Olmert and Abbas had been due to meet in Jericho on Thursday for what would have been their first encounter in the occupied West Bank, reviving U.S.-brokered talks that are supposed to focus on aspects of Palestinian statehood but have been stalled since April.

Olmert told British Prime Minister Tony Blair by telephone "it was the Palestinians who had requested the postponement for their own reasons", Olmert's office said. Government spokesman David Baker said Olmert was ready to meet Abbas at "any time".

Olmert wrote in a British newspaper that Israel was prepared to make "painful concessions" to achieve peace with the Palestinians and was ready to discuss with Arab states their land-for-peace initiative.

After a meeting with his security cabinet, Olmert's office said Israel was interested in peace with Syria but stopped short of signaling any change in Israel's refusal to renew talks with Damascus last held in 2000.

Ahead of the planned Olmert-Abbas summit, negotiators had been haggling over Israeli confidence-building measures, including release of Palestinian tax funds Israel has withheld since Islamist Hamas came to power in 2006 and an easing of travel restrictions in the West Bank.

Olmert has been under heavy U.S. pressure to make gestures that could strengthen Abbas's secular Fatah faction in its power struggle with Hamas, which leads a Palestinian unity government.

Saeb Erekat, an Abbas aide, said the Palestinians wanted word from Israel it would free up the tax revenues, estimated by Palestinian officials at some $700 million.

"We are not setting conditions but these are points that should be agreed upon (before the meeting)," he said.

FUNDING DISPUTE

Ahead of the planned talks, Olmert's office signaled a willingness to transfer at least some of the funds, although not the full amount sought by the Palestinians.

Israeli officials estimate only $300 million to $400 million could be transferred to the Palestinians because the rest of the money has been frozen by court orders.

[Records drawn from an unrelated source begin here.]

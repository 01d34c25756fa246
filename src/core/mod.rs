//! Core ledger functionality
//!
//! Blocks, transactions, the ledger state machine, both block-production
//! strategies and the economic constants they share.

pub mod access_control;
pub mod block;
pub mod blockchain;
pub mod monetary;
pub mod proof_of_stake;
pub mod proof_of_work;
pub mod transaction;

pub use access_control::AccessControlManager;
pub use block::Block;
pub use blockchain::{Blockchain, ChainStats};
pub use monetary::{
    BLOCK_REWARD, DIFFICULTY, GENESIS_TIMESTAMP, MAX_SUPPLY, TREASURY_ADDRESS,
    TREASURY_PERCENTAGE,
};
pub use proof_of_stake::StakeTable;
pub use proof_of_work::ProofOfWork;
pub use transaction::Transaction;
use crate::core::Transaction;
use crate::error::{BlockchainError, Result};
use crate::utils::KeyMaterial;

/// A P-256 key pair that can sign transfers and blocks. Nothing is written to disk;
/// `encode_private_key` / `from_private_key_hex` are the only way to carry one around.
#[derive(Clone, Debug)]
pub struct Wallet {
    private_key: KeyMaterial,
    public_key: KeyMaterial,
    address: String,
}

impl Wallet {
    pub fn new() -> Result<Wallet> {
        let pkcs8 = crate::utils::new_key_pair()?;
        Self::from_private_key(KeyMaterial::Private(pkcs8))
    }

    pub fn from_private_key(private_key: KeyMaterial) -> Result<Wallet> {
        if private_key.is_public() {
            return Err(BlockchainError::Wallet(
                "A wallet needs a private key".to_string(),
            ));
        }
        let public_key = private_key.to_public()?;
        let address = public_key.address()?;
        Ok(Wallet {
            private_key,
            public_key,
            address,
        })
    }

    pub fn from_private_key_hex(hex: &str) -> Result<Wallet> {
        let private_key = KeyMaterial::decode_private(hex.trim())
            .map_err(|e| BlockchainError::Wallet(format!("Invalid private key: {e}")))?;
        Self::from_private_key(private_key)
    }

    pub fn get_address(&self) -> &str {
        self.address.as_str()
    }

    pub fn get_public_key(&self) -> &KeyMaterial {
        &self.public_key
    }

    pub fn get_private_key(&self) -> &KeyMaterial {
        &self.private_key
    }

    pub fn encode_private_key(&self) -> String {
        self.private_key.encode()
    }

    /// Signed transfer to another key holder
    pub fn send_funds(&self, recipient: &KeyMaterial, value: f64, fee: f64) -> Result<Transaction> {
        let mut tx = Transaction::new(&self.public_key, recipient, value, fee)?;
        tx.sign(&self.private_key)?;
        Ok(tx)
    }

    /// Signed transfer to a bare address
    pub fn send_to_address(&self, address: &str, value: f64, fee: f64) -> Result<Transaction> {
        let mut tx = Transaction::new_to_address(&self.public_key, address, value, fee)?;
        tx.sign(&self.private_key)?;
        Ok(tx)
    }
}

The officials also said any transfers would have to go through a mechanism to ensure money did not end up in Hamas hands. Abbas's aides say all the money should be returned without conditions.

Abu Amr said Abbas and Olmert would both attend a meeting in Cairo of the Quartet of Middle East mediators on June 25, but Olmert's office said no invitation had been extended to the Israeli leader.

Olmert also signaled ahead of the planned summit he would not accept Abbas's call for a truce with militants in the Gaza Strip and the West Bank.

Israel stepped up its military operations in Gaza last month in response to a surge in rocket attacks against Israeli towns. Israeli forces killed two Palestinians on Wednesday, including one in the West Bank, and Hamas fired mortar bombs at an Israeli-run border crossing with Gaza.

Olmert has been under U.S. pressure to make progress in talks with Abbas ahead of the Israeli leader's visit to Washington on June 19.

Fatah and Hamas formed the unity government in March but fighting between them has continued. Abbas said on Tuesday the Palestinians were on the brink of civil war.

Olmert last met Abbas on April 15 as part of U.S.-brokered talks meant to take place every two weeks.